## How to complete this task
For each line below with the word "OnceCell", write out a copy.

## Data to examine

-*-

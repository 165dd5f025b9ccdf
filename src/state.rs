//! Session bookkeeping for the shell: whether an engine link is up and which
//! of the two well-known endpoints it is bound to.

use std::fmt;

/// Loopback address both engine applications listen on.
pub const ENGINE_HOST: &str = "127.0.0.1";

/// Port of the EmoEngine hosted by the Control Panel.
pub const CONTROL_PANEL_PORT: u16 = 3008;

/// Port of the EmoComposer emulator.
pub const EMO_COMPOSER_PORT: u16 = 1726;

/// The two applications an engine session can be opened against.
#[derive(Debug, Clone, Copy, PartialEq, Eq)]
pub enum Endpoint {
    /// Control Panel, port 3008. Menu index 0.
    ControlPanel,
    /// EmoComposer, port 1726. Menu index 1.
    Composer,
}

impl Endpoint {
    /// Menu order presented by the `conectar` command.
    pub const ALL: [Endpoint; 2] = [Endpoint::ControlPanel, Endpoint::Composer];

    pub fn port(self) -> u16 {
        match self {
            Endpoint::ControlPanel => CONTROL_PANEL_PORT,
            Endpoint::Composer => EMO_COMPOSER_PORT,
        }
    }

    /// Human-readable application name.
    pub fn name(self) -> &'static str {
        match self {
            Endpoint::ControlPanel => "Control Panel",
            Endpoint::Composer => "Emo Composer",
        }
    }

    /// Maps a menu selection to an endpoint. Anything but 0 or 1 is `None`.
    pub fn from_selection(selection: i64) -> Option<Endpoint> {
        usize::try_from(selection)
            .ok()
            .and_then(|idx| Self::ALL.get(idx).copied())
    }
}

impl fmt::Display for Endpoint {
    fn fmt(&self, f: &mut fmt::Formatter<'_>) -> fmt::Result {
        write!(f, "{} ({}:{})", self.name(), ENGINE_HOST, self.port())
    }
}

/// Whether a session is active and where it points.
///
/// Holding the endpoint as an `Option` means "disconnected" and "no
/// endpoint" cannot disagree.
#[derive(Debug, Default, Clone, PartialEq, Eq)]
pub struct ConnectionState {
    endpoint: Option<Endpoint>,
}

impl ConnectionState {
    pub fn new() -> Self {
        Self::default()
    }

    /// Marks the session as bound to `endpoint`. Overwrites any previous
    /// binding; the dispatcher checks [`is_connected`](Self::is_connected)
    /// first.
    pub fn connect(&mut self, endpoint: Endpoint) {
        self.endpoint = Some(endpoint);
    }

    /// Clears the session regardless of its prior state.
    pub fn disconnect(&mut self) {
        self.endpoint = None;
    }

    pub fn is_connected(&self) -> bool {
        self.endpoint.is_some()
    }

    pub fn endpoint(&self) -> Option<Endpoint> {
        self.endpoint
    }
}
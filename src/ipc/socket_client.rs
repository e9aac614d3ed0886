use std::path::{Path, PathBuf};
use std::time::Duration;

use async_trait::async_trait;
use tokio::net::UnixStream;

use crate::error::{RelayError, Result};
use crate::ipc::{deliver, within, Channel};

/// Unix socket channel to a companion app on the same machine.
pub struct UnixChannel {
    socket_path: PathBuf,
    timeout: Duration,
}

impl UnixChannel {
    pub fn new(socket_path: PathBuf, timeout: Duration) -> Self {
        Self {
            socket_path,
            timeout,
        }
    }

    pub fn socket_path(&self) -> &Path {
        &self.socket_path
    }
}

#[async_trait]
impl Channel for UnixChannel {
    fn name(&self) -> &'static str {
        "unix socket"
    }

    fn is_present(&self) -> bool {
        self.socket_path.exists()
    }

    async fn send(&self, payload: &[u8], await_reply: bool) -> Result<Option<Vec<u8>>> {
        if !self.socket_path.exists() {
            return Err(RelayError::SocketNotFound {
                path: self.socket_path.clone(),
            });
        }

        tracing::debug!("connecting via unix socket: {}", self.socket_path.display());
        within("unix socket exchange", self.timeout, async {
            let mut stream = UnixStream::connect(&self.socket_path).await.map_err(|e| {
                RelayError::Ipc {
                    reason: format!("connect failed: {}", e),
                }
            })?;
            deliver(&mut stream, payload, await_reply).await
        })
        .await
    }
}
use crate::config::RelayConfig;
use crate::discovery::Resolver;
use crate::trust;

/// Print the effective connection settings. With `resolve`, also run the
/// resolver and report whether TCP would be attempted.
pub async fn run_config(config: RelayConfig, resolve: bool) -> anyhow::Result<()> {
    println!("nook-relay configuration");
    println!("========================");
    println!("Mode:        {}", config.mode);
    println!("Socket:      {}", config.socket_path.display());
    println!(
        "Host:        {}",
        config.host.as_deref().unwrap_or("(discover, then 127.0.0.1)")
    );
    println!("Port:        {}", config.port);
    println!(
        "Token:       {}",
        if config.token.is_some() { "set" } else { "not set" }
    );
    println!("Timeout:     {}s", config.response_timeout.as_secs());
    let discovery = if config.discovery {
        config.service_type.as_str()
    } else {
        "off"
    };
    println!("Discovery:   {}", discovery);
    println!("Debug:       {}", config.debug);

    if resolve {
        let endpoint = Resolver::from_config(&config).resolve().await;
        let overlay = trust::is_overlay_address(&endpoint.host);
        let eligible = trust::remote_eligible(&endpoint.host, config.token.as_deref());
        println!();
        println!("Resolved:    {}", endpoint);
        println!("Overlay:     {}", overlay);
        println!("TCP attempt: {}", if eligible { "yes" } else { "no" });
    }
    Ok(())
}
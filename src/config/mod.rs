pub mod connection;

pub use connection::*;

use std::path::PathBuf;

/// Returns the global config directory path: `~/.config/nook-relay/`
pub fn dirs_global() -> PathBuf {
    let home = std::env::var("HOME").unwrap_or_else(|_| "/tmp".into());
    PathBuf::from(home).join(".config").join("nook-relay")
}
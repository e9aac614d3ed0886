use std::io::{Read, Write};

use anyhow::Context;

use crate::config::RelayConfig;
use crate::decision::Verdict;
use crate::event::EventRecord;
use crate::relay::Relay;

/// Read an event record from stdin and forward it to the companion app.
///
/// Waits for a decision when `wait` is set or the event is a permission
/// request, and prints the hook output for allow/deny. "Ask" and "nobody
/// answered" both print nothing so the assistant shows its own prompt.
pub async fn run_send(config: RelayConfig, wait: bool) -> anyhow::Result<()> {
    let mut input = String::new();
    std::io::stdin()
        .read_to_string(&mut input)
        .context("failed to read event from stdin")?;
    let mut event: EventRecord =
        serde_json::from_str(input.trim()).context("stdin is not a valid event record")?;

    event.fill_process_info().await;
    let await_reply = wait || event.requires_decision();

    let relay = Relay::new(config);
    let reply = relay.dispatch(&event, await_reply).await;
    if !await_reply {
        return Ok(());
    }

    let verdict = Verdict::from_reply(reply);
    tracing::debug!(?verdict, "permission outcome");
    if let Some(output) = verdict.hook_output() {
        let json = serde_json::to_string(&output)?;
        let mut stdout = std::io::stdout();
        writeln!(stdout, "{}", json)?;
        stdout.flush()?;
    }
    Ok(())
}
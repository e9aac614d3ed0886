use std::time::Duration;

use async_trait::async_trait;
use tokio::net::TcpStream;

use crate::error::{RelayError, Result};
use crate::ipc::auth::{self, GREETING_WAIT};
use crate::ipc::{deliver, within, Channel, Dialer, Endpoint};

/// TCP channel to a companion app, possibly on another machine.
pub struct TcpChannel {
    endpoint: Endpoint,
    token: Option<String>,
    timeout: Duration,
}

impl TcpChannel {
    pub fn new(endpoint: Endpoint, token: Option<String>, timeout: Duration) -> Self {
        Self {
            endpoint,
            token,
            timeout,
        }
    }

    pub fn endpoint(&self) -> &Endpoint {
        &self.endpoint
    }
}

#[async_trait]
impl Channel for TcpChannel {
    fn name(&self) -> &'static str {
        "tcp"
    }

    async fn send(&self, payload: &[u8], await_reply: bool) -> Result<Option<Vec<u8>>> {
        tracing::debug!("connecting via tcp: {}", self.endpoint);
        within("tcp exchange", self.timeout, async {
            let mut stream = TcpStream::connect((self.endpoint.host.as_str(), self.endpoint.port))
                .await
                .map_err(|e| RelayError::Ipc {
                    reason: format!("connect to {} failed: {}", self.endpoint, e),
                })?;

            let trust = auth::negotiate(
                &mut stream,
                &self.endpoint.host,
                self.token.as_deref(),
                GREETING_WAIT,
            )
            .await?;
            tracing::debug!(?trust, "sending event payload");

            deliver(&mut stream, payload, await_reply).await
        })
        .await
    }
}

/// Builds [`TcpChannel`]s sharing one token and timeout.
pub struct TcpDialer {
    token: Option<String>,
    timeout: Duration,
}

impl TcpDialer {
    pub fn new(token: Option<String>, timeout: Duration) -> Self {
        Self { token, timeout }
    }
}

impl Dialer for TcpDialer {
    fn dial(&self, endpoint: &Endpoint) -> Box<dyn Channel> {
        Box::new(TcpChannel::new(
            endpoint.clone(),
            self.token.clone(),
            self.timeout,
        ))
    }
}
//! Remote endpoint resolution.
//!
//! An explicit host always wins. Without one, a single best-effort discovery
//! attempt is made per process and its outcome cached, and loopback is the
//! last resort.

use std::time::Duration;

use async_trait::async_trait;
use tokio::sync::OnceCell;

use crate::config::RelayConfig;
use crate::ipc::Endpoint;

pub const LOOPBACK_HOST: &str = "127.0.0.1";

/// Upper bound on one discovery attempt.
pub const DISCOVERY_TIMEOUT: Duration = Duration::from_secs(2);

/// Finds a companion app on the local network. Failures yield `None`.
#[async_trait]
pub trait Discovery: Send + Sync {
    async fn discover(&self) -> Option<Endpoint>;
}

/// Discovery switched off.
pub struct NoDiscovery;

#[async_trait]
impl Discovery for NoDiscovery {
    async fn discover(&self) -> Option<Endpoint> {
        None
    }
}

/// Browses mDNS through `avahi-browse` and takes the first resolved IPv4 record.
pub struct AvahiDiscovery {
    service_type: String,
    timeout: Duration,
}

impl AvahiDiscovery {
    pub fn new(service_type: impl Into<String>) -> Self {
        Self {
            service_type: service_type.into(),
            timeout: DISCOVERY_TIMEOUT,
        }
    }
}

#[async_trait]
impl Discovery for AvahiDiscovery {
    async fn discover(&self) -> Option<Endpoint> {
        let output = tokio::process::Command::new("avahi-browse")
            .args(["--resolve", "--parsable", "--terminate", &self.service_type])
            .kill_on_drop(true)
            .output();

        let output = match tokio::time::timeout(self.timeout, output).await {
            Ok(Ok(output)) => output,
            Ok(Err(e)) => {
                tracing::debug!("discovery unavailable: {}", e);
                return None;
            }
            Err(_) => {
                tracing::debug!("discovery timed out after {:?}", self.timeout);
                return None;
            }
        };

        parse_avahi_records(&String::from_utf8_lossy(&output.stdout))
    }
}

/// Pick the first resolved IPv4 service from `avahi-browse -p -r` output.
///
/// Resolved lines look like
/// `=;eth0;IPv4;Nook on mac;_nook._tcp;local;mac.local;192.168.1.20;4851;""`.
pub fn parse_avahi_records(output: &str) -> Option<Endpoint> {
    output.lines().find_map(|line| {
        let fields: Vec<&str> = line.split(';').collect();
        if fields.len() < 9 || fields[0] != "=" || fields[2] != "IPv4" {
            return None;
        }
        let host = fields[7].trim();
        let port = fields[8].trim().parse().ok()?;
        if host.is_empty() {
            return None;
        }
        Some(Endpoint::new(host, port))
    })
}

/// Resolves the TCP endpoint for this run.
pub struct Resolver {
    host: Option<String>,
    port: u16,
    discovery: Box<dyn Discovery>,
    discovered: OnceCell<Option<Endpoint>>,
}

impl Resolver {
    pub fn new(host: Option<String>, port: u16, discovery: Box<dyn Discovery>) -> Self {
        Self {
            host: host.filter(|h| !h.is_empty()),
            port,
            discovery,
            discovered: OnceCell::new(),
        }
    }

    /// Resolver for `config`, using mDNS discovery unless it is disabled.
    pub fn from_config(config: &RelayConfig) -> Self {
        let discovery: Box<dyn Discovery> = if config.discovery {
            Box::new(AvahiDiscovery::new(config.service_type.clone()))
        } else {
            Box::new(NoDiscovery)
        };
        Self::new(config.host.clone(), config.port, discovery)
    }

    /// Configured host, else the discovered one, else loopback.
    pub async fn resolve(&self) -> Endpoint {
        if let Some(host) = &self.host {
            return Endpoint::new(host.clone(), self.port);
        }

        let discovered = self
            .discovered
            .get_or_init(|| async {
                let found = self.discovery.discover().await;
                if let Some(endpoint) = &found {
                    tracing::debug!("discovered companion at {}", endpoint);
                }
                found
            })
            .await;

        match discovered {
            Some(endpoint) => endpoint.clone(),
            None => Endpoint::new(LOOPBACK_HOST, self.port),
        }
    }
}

-*-

## Written response
use tokio::sync::OnceCell;
    discovered: OnceCell<Option<Endpoint>>,
            discovered: OnceCell::new(),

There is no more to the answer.